February home prices posted their first annual increase since the end of 2006 which has been attributed by the temporary tax credits for homebuyers.
According to the Standard & Poor's/Case-Shiller home price index, which was released today, showed a 0.6 percent gain. Analysts had expected that number to be double.
The data underscored the mixed and fragile nature of the housing recovery. Since May 2009 nationally home prices are up more than 3 percent, however unfortunately they are still are 30 percent below the peak that was reached in May 2006.
The good news is that home prices are getting help from the two temporary tax credits that are set to expire this Friday. Both the first-time home buyer's tax credit of $8,000 and the $6,500 tax credit for current homeowners who want to buy and relocate are helping areas such as San Francisco which is up 12 percent, the best in the index. Other area's such as Los Angeles, San Diego and Washington also have had price gains of more than 5 percent.

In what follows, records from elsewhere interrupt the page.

//! Output artifacts for a finished training run.
//!
//! The trainer already wrote the best weights to `model.safetensors`; this
//! module completes the output directory so it is loadable on its own:
//!
//! ```text
//! <output_dir>/
//!   model.safetensors    : best-epoch weights (written by the trainer)
//!   config.json          : base encoder config, patched with the label map
//!   tokenizer.json       : copied from the base encoder directory
//!   tokenizer_config.json: (and friends, when present)
//!   eval_metrics.json    : the evaluation report
//! ```

use std::path::Path;

use anyhow::{Context, Result};
use serde_json::{json, Value};
use tracing::info;

use cringekd_core::{LABEL_KEYS, NUM_LABELS};

use crate::eval::MetricsReport;

/// Copy config and tokenizer artifacts from the base encoder directory into
/// `output_dir`, patching the config for multi-label classification.
pub fn export_model(base_model_dir: &Path, output_dir: &Path) -> Result<()> {
    std::fs::create_dir_all(output_dir)
        .with_context(|| format!("Cannot create output dir: {}", output_dir.display()))?;

    write_patched_config(base_model_dir, output_dir)?;
    copy_tokenizer_files(base_model_dir, output_dir)?;

    info!(output_dir = %output_dir.display(), "Model directory export complete");
    Ok(())
}

/// Write the evaluation report as pretty-printed JSON.
pub fn write_metrics(report: &MetricsReport, path: &Path) -> Result<()> {
    let json = serde_json::to_string_pretty(report)?;
    std::fs::write(path, json)
        .with_context(|| format!("Cannot write {}", path.display()))?;
    info!(path = %path.display(), "Metrics written");
    Ok(())
}

/// Rewrite the base `config.json` with the classification surface: label
/// maps, label count, and the multi-label problem type.
fn write_patched_config(base_model_dir: &Path, output_dir: &Path) -> Result<()> {
    let src = base_model_dir.join("config.json");
    let raw = std::fs::read_to_string(&src)
        .with_context(|| format!("Cannot read {}", src.display()))?;
    let mut config: Value =
        serde_json::from_str(&raw).with_context(|| format!("Cannot parse {}", src.display()))?;
    let obj = config
        .as_object_mut()
        .context("config.json is not a JSON object")?;

    let id2label: serde_json::Map<String, Value> = LABEL_KEYS
        .iter()
        .enumerate()
        .map(|(i, l)| (i.to_string(), json!(l)))
        .collect();
    let label2id: serde_json::Map<String, Value> = LABEL_KEYS
        .iter()
        .enumerate()
        .map(|(i, l)| ((*l).to_string(), json!(i)))
        .collect();

    obj.insert("id2label".to_string(), Value::Object(id2label));
    obj.insert("label2id".to_string(), Value::Object(label2id));
    obj.insert("num_labels".to_string(), json!(NUM_LABELS));
    obj.insert(
        "problem_type".to_string(),
        json!("multi_label_classification"),
    );

    let dst = output_dir.join("config.json");
    std::fs::write(&dst, serde_json::to_string_pretty(&config)?)
        .with_context(|| format!("Cannot write {}", dst.display()))?;
    info!(path = %dst.display(), "config.json written");
    Ok(())
}

/// Copy tokenizer-related files from the base encoder directory so the
/// trained student loads without manual steps.
fn copy_tokenizer_files(src_dir: &Path, dst_dir: &Path) -> Result<()> {
    // The standard HuggingFace tokenizer artifacts.
    let candidates = [
        "tokenizer.json",
        "tokenizer_config.json",
        "special_tokens_map.json",
        "vocab.txt",
        "vocab.json",
        "merges.txt",
        "spm.model",
    ];

    for name in &candidates {
        let src = src_dir.join(name);
        if src.exists() {
            let dst = dst_dir.join(name);
            std::fs::copy(&src, &dst)
                .with_context(|| format!("Failed to copy {name}"))?;
            info!(file = name, "Tokenizer file copied");
        }
    }

    Ok(())
}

When prices rebound it is considered a boost in consumer optimism and in turn helps to revive the economy. For most American's a home is the largest and most important financial asset they will ever acquire. So, as home values climb, homeowners then begin to feel wealthier and more comfortable spending.
Furthermore, rising home prices help to rebuild equity for homeowners who owe more on their mortgages than their properties are worth.
With the upbeat economic news, the economic recovery is gathering steam and Americans' confidence in the economy rose this month to their highest level since September 2008 when the financial crisis began to really escalate.